The amorous couple have been called Daphnis and Chloe, but many other subjects are possible (including Vertumnus and Pomona, Angelique and Medor and Venus and Anchises). A late work. The canvas, originally rectangular, has been transformed into an oval. It was in France by 1672, when it is recorded in the collection of Marie Particelli d’Hémery. Seized during the French Revolution from the collection of the Duc de Penthièvre.
Portrait of a Woman. Canvas, 105 x 85.
The woman, sometimes called Flora, sits, with breasts and arms bare, in a niche with a basket of roses on a ledge to her right and roses in her hand. Signed, bottom left. Donated to the Louvre in 1902 with the collection of Louis-Alfred Caroillon (Comte de Vandeul).

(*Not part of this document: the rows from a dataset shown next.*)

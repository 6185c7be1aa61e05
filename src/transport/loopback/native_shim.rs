//! C-ABI table backed by a loopback engine.
//!
//! The entry points are plain `extern "C"` functions without a context
//! argument, so the table serves the engine installed by the most recent
//! [`loopback_api_table`] call. Vectors are boxed `Vec<u8>`s.

use super::{EngineCore, LoopbackEngine};
use crate::codec::{ArrayKind, Payload};
use crate::dpf_error::EngineFailure;
use crate::transport::call::{Call, ObjectId, Reply};
use crate::transport::native::{
    ARRAY_BYTES, ARRAY_DOUBLE, ARRAY_INT, ARRAY_STRINGS, DpfVector, EventCallback, NATIVE_ABI_VERSION, NativeApiTable,
};
use crate::transport::loopback::store::EngineResult;
use libc::{c_char, c_int, c_void};
use log::debug;
use parking_lot::Mutex;
use std::ffi::{CStr, CString};
use std::ptr;
use std::sync::Arc;

static NATIVE_ENGINE: Mutex<Option<Arc<EngineCore>>> = Mutex::new(None);

/// Function table serving `engine`; replaces the engine served so far.
pub fn loopback_api_table(engine: &LoopbackEngine) -> NativeApiTable {
    debug!("native shim now serves {}", engine.address());
    *NATIVE_ENGINE.lock() = Some(engine.core.clone());
    NativeApiTable {
        abi_version: NATIVE_ABI_VERSION,
        server_version,
        vector_new,
        vector_delete,
        vector_data,
        call: shim_call,
        upload_int,
        upload_double,
        upload_bytes,
        upload_strings,
        download,
        listen,
        free_error,
    }
}

fn engine() -> EngineResult<Arc<EngineCore>> {
    NATIVE_ENGINE
        .lock()
        .clone()
        .ok_or_else(|| EngineFailure::generic("no loopback engine behind the native table"))
}

fn array_code(kind: ArrayKind) -> c_int {
    match kind {
        ArrayKind::Int => ARRAY_INT,
        ArrayKind::Double => ARRAY_DOUBLE,
        ArrayKind::Bytes => ARRAY_BYTES,
        ArrayKind::Strings => ARRAY_STRINGS,
    }
}

unsafe fn slice<'a, T>(data: *const T, len: usize) -> &'a [T] {
    if data.is_null() || len == 0 {
        &[]
    } else {
        // SAFETY: the caller passes a buffer of `len` elements.
        unsafe { std::slice::from_raw_parts(data, len) }
    }
}

unsafe fn vector<'a>(vec: *mut DpfVector) -> Option<&'a mut Vec<u8>> {
    // SAFETY: every DpfVector handed out is a boxed Vec<u8>.
    unsafe { vec.cast::<Vec<u8>>().as_mut() }
}

unsafe fn decode(request: *const u8, request_size: usize) -> EngineResult<Call> {
    let bytes = unsafe { slice(request, request_size) };
    bincode::deserialize(bytes).map_err(|e| EngineFailure::invalid(format!("malformed request: {e}")))
}

fn encode_reply(reply: Reply) -> EngineResult<Vec<u8>> {
    bincode::serialize(&reply).map_err(|e| EngineFailure::generic(format!("cannot encode reply: {e}")))
}

/// Write the result into `out` and the error out-parameters.
unsafe fn report(result: EngineResult<Vec<u8>>, out: *mut DpfVector, error_size: *mut c_int, error_message: *mut *mut c_char) {
    let (bytes, failure) = match result {
        Ok(b) => (b, None),
        Err(f) => (bincode::serialize(&f).unwrap_or_default(), Some(f)),
    };
    if let Some(v) = unsafe { vector(out) } {
        *v = bytes;
    }
    let Some(f) = failure else { return };
    // SAFETY: out-parameters are either null or valid for writes.
    unsafe {
        if !error_size.is_null() {
            *error_size = 1;
        }
        if !error_message.is_null() {
            *error_message = CString::new(f.message.replace('\0', " ")).map_or(ptr::null_mut(), CString::into_raw);
        }
    }
}

unsafe extern "C" fn server_version(major: *mut c_int, minor: *mut c_int) {
    let version = engine().map(|core| core.version.clone()).unwrap_or_default();
    let mut parts = version.split('.').map(|p| p.trim().parse::<c_int>().unwrap_or(0));
    // SAFETY: out-parameters are valid for writes.
    unsafe {
        if !major.is_null() {
            *major = parts.next().unwrap_or(0);
        }
        if !minor.is_null() {
            *minor = parts.next().unwrap_or(0);
        }
    }
}

unsafe extern "C" fn vector_new() -> *mut DpfVector {
    Box::into_raw(Box::new(Vec::<u8>::new())).cast()
}

unsafe extern "C" fn vector_delete(vec: *mut DpfVector) {
    if !vec.is_null() {
        // SAFETY: `vec` came from `vector_new` and is deleted once.
        drop(unsafe { Box::from_raw(vec.cast::<Vec<u8>>()) });
    }
}

unsafe extern "C" fn vector_data(vec: *mut DpfVector, data: *mut *const u8, size: *mut usize) {
    let (p, n) = match unsafe { vector(vec) } {
        Some(v) => (v.as_ptr(), v.len()),
        None => (ptr::null(), 0),
    };
    // SAFETY: out-parameters are valid for writes.
    unsafe {
        if !data.is_null() {
            *data = p;
        }
        if !size.is_null() {
            *size = n;
        }
    }
}

unsafe extern "C" fn shim_call(
    request: *const u8,
    request_size: usize,
    reply: *mut DpfVector,
    error_size: *mut c_int,
    error_message: *mut *mut c_char,
) {
    let result = unsafe { decode(request, request_size) }
        .and_then(|call| engine()?.handle(call))
        .and_then(encode_reply);
    unsafe { report(result, reply, error_size, error_message) };
}

unsafe fn upload(
    request: *const u8,
    request_size: usize,
    payload: Payload,
    reply: *mut DpfVector,
    error_size: *mut c_int,
    error_message: *mut *mut c_char,
) {
    let result = unsafe { decode(request, request_size) }
        .and_then(|call| engine()?.handle_upload(call, payload))
        .and_then(encode_reply);
    unsafe { report(result, reply, error_size, error_message) };
}

unsafe extern "C" fn upload_int(
    request: *const u8,
    request_size: usize,
    data: *const i32,
    size: usize,
    reply: *mut DpfVector,
    error_size: *mut c_int,
    error_message: *mut *mut c_char,
) {
    unsafe {
        let payload = Payload::Int(slice(data, size).to_vec());
        upload(request, request_size, payload, reply, error_size, error_message);
    }
}

unsafe extern "C" fn upload_double(
    request: *const u8,
    request_size: usize,
    data: *const f64,
    size: usize,
    reply: *mut DpfVector,
    error_size: *mut c_int,
    error_message: *mut *mut c_char,
) {
    unsafe {
        let payload = Payload::Double(slice(data, size).to_vec());
        upload(request, request_size, payload, reply, error_size, error_message);
    }
}

unsafe extern "C" fn upload_bytes(
    request: *const u8,
    request_size: usize,
    data: *const u8,
    size: usize,
    reply: *mut DpfVector,
    error_size: *mut c_int,
    error_message: *mut *mut c_char,
) {
    unsafe {
        let payload = Payload::Bytes(slice(data, size).to_vec());
        upload(request, request_size, payload, reply, error_size, error_message);
    }
}

unsafe extern "C" fn upload_strings(
    request: *const u8,
    request_size: usize,
    data: *const *const c_char,
    count: usize,
    reply: *mut DpfVector,
    error_size: *mut c_int,
    error_message: *mut *mut c_char,
) {
    unsafe {
        let strings = slice(data, count)
            .iter()
            .map(|&p| {
                if p.is_null() {
                    String::new()
                } else {
                    CStr::from_ptr(p).to_string_lossy().into_owned()
                }
            })
            .collect();
        upload(request, request_size, Payload::Strings(strings), reply, error_size, error_message);
    }
}

unsafe extern "C" fn download(
    request: *const u8,
    request_size: usize,
    out: *mut DpfVector,
    array_kind: *mut c_int,
    count: *mut usize,
    error_size: *mut c_int,
    error_message: *mut *mut c_char,
) {
    let result = unsafe { decode(request, request_size) }.and_then(|call| engine()?.handle_download(call));
    let bytes = result.map(|payload| {
        // SAFETY: out-parameters are valid for writes.
        unsafe {
            if !array_kind.is_null() {
                *array_kind = array_code(payload.kind());
            }
            if !count.is_null() {
                *count = payload.len();
            }
        }
        payload.to_le_bytes()
    });
    unsafe { report(bytes, out, error_size, error_message) };
}

unsafe extern "C" fn listen(
    session: u64,
    callback: EventCallback,
    user: *mut c_void,
    error_size: *mut c_int,
    error_message: *mut *mut c_char,
) {
    let result = engine().and_then(|core| {
        core.listen(ObjectId(session), &mut |ev| match bincode::serialize(&ev) {
            // SAFETY: the callback contract is the caller's; the buffer lives for the call.
            Ok(bytes) => unsafe { callback(user, bytes.as_ptr(), bytes.len()) != 0 },
            Err(_) => false,
        })
    });
    unsafe { report(result.map(|()| Vec::new()), ptr::null_mut(), error_size, error_message) };
}

unsafe extern "C" fn free_error(message: *mut c_char) {
    if !message.is_null() {
        // SAFETY: messages are produced by `CString::into_raw` in `report`.
        drop(unsafe { CString::from_raw(message) });
    }
}

#[cfg(test)]
mod tests {
    use super::*;
    use serial_test::serial;

    #[test]
    #[serial]
    fn version_comes_from_the_installed_engine() {
        let engine = LoopbackEngine::with_version("6.2");
        let table = loopback_api_table(&engine);
        let (mut major, mut minor) = (0, 0);
        unsafe { (table.server_version)(&mut major, &mut minor) };
        assert_eq!((major, minor), (6, 2));
    }

    #[test]
    #[serial]
    fn failures_fill_the_error_slot() {
        let engine = LoopbackEngine::new();
        let table = loopback_api_table(&engine);
        let request = bincode::serialize(&Call::Base(crate::transport::call::BaseCall::Describe { obj: ObjectId(999) })).unwrap();
        unsafe {
            let reply = (table.vector_new)();
            let mut size = 0;
            let mut message = ptr::null_mut();
            (table.call)(request.as_ptr(), request.len(), reply, &mut size, &mut message);
            assert_eq!(size, 1);
            assert!(!message.is_null());
            let text = CStr::from_ptr(message).to_string_lossy().into_owned();
            assert!(text.contains("no live object"));
            (table.free_error)(message);
            let encoded = vector(reply).unwrap().clone();
            let failure: EngineFailure = bincode::deserialize(&encoded).unwrap();
            assert_eq!(failure.code, crate::dpf_error::ErrorCode::NullObject);
            (table.vector_delete)(reply);
        }
    }
}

Philadelphia. Museum of Art.
Saint Jerome in a Landscape. Canvas, 70 x 87.
The saint, a relatively small figure in the bottom right corner, turns from his book in a slightly awkward, twisting pose to look at his lion clambering up a cliff. The major part of the composition is the picturesque landscape. The curious scene in the middle distance of a man fleeing from a winged monster emerging from the river has not been explained. An early work (early 1520s?). Formerly in the Duke of Leuchtenberg’s collection at Munich and St Petersburg. Acquired by Johnson in 1905.
Christ Taking Leave of His Mother. Canvas (transferred from panel), 83 x 73.
Signed, bottom left, with Bordone’s initials. Also from the Leuchtenberg collection. It is very probably a painting (‘the beautiful composition of the Redeemer of the world and his very holy mother meeting’) recorded in 1660 by Boschini in the Casa Crivelli at Venice. Probably comparatively early (about 1530?). There is a larger and later variant, with three-quarter length figures, at Padua.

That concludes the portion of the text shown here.